1. ECB through Automatic Route: No Prior RBI Approval
Under automatic route, the government has permitted some eligibility norms
with respect to industry, amounts, end-use etc. If a company passes all the
prescribed norms, it can raise money without any prior approval.
2. ECB through Approval Route: Prior RBI Approval Needed
Under the approval route, the prospective borrowers are required to send
their requests to the Reserve Bank through their Authorized Dealer (AD) Banks
for examination. (Authorized dealer: Means a person authorized as an authorized
dealer under subsection (1) of section 10 of the Foreign Exchange Management
Act, 1999)
ADVANTAGES OF ECBS
• ECBs provide opportunity to borrow large volume of funds
• The funds are available for relatively long term
• Interest rate are also lower compared to domestic funds
• ECBs are in the form of foreign currencies. Hence, they enable the
corporate to have foreign currency to meet the import of
machineries etc.
• Corporate can raise ECBs from internationally recognized sources
such as banks, export credit agencies, international capital markets etc.
DISADVANTAGES OF ECB
• Availability of funds at a cheaper rate may bring in lax attitude on the
company’s side resulting in excessive borrowing. This eventually results in
higher debt on the balance sheet which may affect many financial ratios
adversely.
• Higher debt on the company’s balance sheet is usually viewed negatively
by the rating agencies which may result in a possible downgrade by rating
agencies which eventually might increase the cost of debt. This may also
tarnish the company’s image in the market and market value of the shares
too in eventual times.
• Since the borrowing is foreign currency denominated, the repayment of the
principal and the interest needs to be made in foreign currency and hence
exposes the company to exchange rate risk.
CONCLUSION
Though external commercial borrowings come at lower costs, it comes
with various restriction and guidelines that need to be followed. There exists
restriction on the amount and maturity of the ECB.

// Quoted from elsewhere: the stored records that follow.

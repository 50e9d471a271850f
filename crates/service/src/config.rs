//! Service configuration

use std::path::PathBuf;

use anyhow::{Context, Result};
use serde::Deserialize;

/// Output format of the tracing subscriber
#[derive(Debug, Clone, Copy, PartialEq, Eq, Deserialize)]
#[serde(rename_all = "lowercase")]
pub enum LogFormat {
    Json,
    Pretty,
}

/// Service configuration
#[derive(Debug, Clone, Deserialize)]
pub struct ServiceConfig {
    /// Interface the HTTP server binds to
    #[serde(default = "default_host")]
    pub host: String,

    #[serde(default = "default_api_port")]
    pub api_port: u16,

    /// Directory holding `model.onnx` and `tokenizer.json`
    #[serde(default = "default_model_dir")]
    pub model_dir: PathBuf,

    /// Expected SHA-256 of `model.onnx`, checked at load when set
    #[serde(default)]
    pub model_sha256: Option<String>,

    /// Directory holding `metrics.csv` and `alerts.log`
    #[serde(default = "default_monitor_dir")]
    pub monitor_dir: PathBuf,

    #[serde(default = "default_low_confidence_threshold")]
    pub low_confidence_threshold: f64,

    #[serde(default = "default_retrain_threshold")]
    pub retrain_threshold: f64,

    #[serde(default = "default_log_format")]
    pub log_format: LogFormat,
}

fn default_host() -> String {
    "0.0.0.0".to_string()
}

fn default_api_port() -> u16 {
    5000
}

fn default_model_dir() -> PathBuf {
    PathBuf::from("saved_model")
}

fn default_monitor_dir() -> PathBuf {
    PathBuf::from("monitor_logs")
}

fn default_low_confidence_threshold() -> f64 {
    service_lib::alerting::DEFAULT_LOW_CONFIDENCE_THRESHOLD
}

fn default_retrain_threshold() -> f64 {
    service_lib::alerting::DEFAULT_RETRAIN_THRESHOLD
}

fn default_log_format() -> LogFormat {
    LogFormat::Json
}

impl ServiceConfig {
    /// Load configuration from `classifier.toml` (optional) and `CLASSIFIER_*` variables
    pub fn load() -> Result<Self> {
        Self::from_sources(config::File::with_name("classifier").required(false))
    }

    fn from_sources(file: config::File<config::FileSourceFile, config::FileFormat>) -> Result<Self> {
        let config = config::Config::builder()
            .add_source(file)
            .add_source(config::Environment::with_prefix("CLASSIFIER"))
            .build()
            .context("Failed to read configuration")?;

        config
            .try_deserialize()
            .context("Invalid service configuration")
    }

    pub fn bind_addr(&self) -> String {
        format!("{}:{}", self.host, self.api_port)
    }

    pub fn metrics_path(&self) -> PathBuf {
        self.monitor_dir.join("metrics.csv")
    }

    pub fn alerts_path(&self) -> PathBuf {
        self.monitor_dir.join("alerts.log")
    }
}

#[cfg(test)]
mod tests {
    use super::*;
    use tempfile::TempDir;

    #[test]
    fn test_defaults_without_sources() {
        let dir = TempDir::new().unwrap();
        let config =
            ServiceConfig::from_sources(config::File::from(dir.path().join("absent")).required(false))
                .unwrap();

        assert_eq!(config.api_port, 5000);
        assert_eq!(config.model_dir, PathBuf::from("saved_model"));
        assert_eq!(config.metrics_path(), PathBuf::from("monitor_logs/metrics.csv"));
        assert_eq!(config.alerts_path(), PathBuf::from("monitor_logs/alerts.log"));
        assert_eq!(config.low_confidence_threshold, 0.50);
        assert_eq!(config.retrain_threshold, 0.40);
        assert!(config.model_sha256.is_none());
    }

    #[test]
    fn test_file_overrides_defaults() {
        let dir = TempDir::new().unwrap();
        let path = dir.path().join("classifier.toml");
        std::fs::write(
            &path,
            "api_port = 8080\nmonitor_dir = \"/var/lib/classifier\"\nlog_format = \"pretty\"\n",
        )
        .unwrap();

        let config = ServiceConfig::from_sources(config::File::from(path)).unwrap();

        assert_eq!(config.bind_addr(), "0.0.0.0:8080");
        assert_eq!(config.metrics_path(), PathBuf::from("/var/lib/classifier/metrics.csv"));
        assert_eq!(config.log_format, LogFormat::Pretty);
    }

    #[test]
    fn test_malformed_value_is_rejected() {
        let dir = TempDir::new().unwrap();
        let path = dir.path().join("classifier.toml");
        std::fs::write(&path, "api_port = \"not a port\"\n").unwrap();

        assert!(ServiceConfig::from_sources(config::File::from(path)).is_err());
    }
}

ECBS above $ 20 million need to be of minimum average maturity of 5
years and below $ 20 million have a maturity of 3 years.
There are restrictions with regards to end use of the funds too. The
companies may use it for expansion, but they cannot use it for onward
lending, real estate investments, repayment of existing loans and many such
limitations.
ECBs are one of the commonly availed sources of cheaper funds by eligible
companies. However, the companies need to be cautious about the
exchange rate risk and impact on balance sheet debt to use it effectively.